(Data extracted from a collection)

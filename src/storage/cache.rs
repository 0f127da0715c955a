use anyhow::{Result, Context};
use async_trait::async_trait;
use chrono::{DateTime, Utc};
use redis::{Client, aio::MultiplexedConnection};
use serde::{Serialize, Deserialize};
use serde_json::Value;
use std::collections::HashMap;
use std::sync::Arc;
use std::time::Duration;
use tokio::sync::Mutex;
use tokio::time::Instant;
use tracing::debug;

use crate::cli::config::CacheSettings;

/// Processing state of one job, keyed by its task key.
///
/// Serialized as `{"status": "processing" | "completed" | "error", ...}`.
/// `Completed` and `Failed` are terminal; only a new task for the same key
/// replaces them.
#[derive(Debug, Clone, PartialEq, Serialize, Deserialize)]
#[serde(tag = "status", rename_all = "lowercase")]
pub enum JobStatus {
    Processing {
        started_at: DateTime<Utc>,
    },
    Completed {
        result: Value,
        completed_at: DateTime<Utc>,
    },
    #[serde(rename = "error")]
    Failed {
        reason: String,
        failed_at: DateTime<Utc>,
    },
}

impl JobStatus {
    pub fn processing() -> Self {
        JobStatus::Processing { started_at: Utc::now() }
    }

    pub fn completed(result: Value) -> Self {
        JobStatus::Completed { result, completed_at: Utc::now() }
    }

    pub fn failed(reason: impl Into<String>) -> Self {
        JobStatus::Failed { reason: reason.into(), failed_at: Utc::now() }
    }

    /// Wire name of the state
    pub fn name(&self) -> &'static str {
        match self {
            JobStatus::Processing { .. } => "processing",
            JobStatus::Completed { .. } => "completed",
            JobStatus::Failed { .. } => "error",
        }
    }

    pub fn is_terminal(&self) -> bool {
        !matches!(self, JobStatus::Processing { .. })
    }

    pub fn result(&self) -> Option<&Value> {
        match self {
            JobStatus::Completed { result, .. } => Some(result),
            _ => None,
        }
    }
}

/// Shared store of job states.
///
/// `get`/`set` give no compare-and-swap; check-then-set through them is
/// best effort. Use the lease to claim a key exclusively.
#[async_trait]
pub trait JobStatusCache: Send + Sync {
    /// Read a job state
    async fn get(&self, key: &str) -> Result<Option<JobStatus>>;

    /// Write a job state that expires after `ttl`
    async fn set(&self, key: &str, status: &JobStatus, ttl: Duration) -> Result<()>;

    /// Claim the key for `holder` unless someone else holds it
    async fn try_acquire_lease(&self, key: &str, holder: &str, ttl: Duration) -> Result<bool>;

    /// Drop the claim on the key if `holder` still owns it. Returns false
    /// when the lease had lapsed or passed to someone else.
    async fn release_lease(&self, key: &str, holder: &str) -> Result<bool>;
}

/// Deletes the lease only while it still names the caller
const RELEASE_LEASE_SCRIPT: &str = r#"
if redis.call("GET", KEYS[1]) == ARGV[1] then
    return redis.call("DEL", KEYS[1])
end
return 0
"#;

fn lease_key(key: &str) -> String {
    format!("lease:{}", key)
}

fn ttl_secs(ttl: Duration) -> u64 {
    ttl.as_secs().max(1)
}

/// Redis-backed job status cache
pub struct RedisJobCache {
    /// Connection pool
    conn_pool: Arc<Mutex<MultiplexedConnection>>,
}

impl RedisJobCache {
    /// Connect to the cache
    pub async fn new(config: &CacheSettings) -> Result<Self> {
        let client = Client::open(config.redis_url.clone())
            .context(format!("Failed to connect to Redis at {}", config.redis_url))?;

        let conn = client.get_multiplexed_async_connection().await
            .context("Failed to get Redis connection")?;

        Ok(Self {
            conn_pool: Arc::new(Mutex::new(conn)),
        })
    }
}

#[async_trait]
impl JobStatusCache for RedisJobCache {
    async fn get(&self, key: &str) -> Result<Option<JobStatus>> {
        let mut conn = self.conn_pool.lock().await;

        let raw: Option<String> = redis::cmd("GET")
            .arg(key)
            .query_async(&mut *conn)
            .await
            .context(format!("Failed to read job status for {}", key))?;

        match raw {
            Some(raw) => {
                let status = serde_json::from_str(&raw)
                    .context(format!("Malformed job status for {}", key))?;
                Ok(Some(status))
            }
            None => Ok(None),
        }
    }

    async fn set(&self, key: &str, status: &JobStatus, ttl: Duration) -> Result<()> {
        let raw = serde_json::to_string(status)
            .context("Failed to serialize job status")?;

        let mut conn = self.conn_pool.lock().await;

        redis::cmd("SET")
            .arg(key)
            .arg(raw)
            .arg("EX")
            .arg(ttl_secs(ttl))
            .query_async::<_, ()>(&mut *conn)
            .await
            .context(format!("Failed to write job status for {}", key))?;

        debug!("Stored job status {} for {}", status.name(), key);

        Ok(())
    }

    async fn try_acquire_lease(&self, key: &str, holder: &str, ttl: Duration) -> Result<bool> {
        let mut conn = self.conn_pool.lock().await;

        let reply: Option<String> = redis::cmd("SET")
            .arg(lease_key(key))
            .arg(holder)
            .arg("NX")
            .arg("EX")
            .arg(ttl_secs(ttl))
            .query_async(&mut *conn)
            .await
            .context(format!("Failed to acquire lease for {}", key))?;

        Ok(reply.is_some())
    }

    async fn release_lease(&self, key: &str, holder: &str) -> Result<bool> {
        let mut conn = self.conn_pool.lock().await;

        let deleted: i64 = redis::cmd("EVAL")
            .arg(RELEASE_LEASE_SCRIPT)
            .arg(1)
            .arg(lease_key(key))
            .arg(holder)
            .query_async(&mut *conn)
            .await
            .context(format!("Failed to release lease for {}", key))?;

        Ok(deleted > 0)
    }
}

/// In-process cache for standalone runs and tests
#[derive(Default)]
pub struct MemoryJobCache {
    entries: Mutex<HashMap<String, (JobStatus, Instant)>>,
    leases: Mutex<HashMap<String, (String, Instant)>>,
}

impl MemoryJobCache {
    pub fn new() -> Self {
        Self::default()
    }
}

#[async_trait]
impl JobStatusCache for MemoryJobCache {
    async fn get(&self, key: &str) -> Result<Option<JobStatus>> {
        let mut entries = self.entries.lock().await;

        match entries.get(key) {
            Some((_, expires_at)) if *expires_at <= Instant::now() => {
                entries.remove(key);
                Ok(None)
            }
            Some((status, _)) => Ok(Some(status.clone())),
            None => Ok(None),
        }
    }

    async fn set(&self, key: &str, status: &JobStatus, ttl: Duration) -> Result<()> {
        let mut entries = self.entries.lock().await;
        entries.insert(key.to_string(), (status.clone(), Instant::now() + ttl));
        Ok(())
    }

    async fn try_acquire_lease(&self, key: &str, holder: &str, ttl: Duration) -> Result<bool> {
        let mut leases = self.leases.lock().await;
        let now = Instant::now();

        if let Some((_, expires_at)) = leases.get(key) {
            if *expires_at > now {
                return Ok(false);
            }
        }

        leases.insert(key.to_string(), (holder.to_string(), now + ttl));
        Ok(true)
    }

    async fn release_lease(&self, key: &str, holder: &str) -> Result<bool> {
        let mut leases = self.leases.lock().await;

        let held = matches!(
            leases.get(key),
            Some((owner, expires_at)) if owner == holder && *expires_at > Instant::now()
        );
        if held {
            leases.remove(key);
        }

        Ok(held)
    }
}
* * *
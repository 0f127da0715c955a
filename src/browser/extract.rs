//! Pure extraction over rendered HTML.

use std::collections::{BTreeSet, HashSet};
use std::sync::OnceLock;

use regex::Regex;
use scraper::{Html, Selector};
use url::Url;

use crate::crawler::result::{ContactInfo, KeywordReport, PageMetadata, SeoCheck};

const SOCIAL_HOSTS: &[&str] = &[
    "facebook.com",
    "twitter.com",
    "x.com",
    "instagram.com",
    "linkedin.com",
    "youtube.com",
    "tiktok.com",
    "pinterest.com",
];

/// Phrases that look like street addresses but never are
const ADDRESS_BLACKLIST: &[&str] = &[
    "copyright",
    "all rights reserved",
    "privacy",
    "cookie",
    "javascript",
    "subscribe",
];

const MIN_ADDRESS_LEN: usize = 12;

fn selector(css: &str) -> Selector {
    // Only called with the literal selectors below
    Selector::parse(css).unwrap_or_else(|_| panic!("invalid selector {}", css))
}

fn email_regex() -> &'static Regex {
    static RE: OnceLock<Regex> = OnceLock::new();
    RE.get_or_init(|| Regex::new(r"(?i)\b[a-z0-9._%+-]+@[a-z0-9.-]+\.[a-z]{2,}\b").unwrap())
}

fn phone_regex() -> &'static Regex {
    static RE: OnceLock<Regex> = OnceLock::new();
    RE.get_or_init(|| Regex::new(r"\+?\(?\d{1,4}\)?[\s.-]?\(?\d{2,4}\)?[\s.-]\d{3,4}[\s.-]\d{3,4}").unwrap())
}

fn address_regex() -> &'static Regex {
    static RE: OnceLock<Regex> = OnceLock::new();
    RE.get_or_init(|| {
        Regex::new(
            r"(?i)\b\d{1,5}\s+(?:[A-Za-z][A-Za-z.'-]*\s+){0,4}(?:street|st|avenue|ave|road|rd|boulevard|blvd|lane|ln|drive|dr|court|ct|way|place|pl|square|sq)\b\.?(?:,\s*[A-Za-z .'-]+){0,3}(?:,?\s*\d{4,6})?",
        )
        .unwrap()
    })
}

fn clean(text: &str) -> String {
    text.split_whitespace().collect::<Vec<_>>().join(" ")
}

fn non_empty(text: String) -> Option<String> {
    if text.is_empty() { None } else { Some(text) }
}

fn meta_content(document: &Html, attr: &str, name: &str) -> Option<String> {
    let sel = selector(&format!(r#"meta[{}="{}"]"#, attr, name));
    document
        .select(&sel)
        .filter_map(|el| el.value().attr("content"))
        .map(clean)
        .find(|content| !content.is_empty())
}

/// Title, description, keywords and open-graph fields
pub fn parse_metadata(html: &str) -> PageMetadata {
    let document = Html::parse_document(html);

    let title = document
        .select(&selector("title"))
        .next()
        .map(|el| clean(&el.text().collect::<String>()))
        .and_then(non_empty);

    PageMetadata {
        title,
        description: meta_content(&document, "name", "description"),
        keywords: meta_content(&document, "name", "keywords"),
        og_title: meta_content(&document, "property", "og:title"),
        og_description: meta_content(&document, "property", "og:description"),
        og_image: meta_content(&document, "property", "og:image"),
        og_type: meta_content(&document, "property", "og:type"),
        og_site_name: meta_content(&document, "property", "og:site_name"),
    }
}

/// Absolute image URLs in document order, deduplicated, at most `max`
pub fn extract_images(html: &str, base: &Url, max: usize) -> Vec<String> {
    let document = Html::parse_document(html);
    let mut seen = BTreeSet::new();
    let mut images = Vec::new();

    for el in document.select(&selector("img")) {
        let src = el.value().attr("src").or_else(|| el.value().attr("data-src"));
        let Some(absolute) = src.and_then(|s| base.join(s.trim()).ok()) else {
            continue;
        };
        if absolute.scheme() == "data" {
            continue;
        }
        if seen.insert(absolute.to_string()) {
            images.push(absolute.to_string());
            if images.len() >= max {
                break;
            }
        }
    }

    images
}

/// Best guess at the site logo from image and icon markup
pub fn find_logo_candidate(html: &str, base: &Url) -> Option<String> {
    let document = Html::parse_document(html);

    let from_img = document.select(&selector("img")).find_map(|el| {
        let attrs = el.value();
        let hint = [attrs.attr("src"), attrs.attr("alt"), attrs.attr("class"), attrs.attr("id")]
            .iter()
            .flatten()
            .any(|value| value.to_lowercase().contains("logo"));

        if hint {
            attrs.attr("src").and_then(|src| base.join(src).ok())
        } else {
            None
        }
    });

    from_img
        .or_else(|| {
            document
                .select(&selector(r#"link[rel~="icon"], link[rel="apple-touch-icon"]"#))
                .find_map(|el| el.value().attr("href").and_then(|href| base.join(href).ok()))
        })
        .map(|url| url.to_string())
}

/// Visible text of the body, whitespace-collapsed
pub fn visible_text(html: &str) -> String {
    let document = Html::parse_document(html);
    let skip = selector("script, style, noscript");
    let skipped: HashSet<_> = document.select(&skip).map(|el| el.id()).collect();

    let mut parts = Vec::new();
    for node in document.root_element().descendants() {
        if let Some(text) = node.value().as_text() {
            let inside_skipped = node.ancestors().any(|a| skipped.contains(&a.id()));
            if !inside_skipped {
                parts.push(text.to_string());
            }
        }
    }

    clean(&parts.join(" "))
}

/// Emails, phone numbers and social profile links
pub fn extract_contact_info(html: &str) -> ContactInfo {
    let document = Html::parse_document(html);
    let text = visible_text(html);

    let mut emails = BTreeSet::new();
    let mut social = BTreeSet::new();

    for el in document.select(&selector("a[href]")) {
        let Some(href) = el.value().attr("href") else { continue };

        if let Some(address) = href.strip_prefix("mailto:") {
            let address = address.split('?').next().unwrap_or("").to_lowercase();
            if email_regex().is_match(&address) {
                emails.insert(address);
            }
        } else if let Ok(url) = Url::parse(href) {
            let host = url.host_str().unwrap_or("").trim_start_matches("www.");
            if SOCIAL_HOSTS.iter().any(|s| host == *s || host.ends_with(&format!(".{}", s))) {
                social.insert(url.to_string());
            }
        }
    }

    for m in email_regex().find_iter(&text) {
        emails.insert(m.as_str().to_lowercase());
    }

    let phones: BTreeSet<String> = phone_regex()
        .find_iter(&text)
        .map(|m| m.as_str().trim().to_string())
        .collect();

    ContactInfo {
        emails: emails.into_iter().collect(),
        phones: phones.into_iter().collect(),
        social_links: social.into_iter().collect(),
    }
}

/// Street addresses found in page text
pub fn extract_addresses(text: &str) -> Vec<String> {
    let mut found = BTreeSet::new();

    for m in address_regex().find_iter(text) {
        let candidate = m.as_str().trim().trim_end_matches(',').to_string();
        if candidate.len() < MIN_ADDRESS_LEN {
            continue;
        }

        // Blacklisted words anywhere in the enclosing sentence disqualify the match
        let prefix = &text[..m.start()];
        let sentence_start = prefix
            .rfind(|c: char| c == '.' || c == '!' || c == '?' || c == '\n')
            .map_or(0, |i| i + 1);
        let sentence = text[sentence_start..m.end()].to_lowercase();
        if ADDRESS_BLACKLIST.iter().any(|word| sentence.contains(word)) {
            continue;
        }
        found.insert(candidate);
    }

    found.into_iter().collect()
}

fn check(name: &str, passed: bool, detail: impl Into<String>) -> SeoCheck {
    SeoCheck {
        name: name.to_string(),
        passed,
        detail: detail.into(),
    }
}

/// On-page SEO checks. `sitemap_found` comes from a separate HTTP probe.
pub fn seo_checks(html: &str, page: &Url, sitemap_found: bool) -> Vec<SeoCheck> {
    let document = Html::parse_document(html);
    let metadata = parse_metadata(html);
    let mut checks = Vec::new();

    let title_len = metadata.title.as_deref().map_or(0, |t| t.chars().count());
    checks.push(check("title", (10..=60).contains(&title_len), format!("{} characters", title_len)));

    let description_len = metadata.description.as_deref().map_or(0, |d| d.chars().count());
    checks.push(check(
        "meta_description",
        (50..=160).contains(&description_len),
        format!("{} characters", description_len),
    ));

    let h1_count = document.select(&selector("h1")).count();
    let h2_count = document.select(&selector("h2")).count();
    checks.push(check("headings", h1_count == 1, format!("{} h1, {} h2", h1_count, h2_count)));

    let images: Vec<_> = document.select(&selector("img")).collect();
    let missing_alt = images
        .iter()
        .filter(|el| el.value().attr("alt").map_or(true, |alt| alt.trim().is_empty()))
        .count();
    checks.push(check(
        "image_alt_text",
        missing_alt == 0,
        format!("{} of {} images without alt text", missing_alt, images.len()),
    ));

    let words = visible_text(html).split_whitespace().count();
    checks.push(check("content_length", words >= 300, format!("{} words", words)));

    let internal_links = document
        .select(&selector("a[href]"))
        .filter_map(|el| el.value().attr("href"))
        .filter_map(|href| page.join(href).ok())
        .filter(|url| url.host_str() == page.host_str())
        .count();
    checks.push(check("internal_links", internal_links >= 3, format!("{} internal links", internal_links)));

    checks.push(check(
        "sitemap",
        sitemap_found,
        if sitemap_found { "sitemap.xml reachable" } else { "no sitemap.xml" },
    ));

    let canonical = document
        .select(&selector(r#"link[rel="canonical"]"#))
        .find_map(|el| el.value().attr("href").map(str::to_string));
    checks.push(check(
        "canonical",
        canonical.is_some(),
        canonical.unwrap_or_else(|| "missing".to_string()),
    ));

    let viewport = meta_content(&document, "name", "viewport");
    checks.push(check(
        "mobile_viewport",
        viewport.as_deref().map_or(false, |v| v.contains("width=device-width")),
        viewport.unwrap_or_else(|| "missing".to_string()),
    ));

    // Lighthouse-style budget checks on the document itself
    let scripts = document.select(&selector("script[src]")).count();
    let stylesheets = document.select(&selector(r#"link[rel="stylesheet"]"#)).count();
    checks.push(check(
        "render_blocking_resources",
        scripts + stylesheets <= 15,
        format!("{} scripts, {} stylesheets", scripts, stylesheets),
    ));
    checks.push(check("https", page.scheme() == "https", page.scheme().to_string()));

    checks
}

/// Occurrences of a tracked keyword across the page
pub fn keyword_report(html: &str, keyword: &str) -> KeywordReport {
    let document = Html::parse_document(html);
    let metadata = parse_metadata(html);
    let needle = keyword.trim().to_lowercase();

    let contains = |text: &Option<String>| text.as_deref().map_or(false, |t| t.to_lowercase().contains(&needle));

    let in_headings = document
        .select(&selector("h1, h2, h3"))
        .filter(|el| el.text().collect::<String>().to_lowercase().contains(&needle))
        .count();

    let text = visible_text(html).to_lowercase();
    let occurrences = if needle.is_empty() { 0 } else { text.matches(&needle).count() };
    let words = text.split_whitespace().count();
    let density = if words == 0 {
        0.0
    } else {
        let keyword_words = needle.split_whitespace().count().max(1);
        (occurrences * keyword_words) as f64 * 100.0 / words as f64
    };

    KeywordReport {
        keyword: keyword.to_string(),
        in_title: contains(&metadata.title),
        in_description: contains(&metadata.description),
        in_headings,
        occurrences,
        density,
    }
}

== Work request ==
Lines in the records that hold "Deserialize" should be tallied, with the total given on its own.

== Answer section ==
2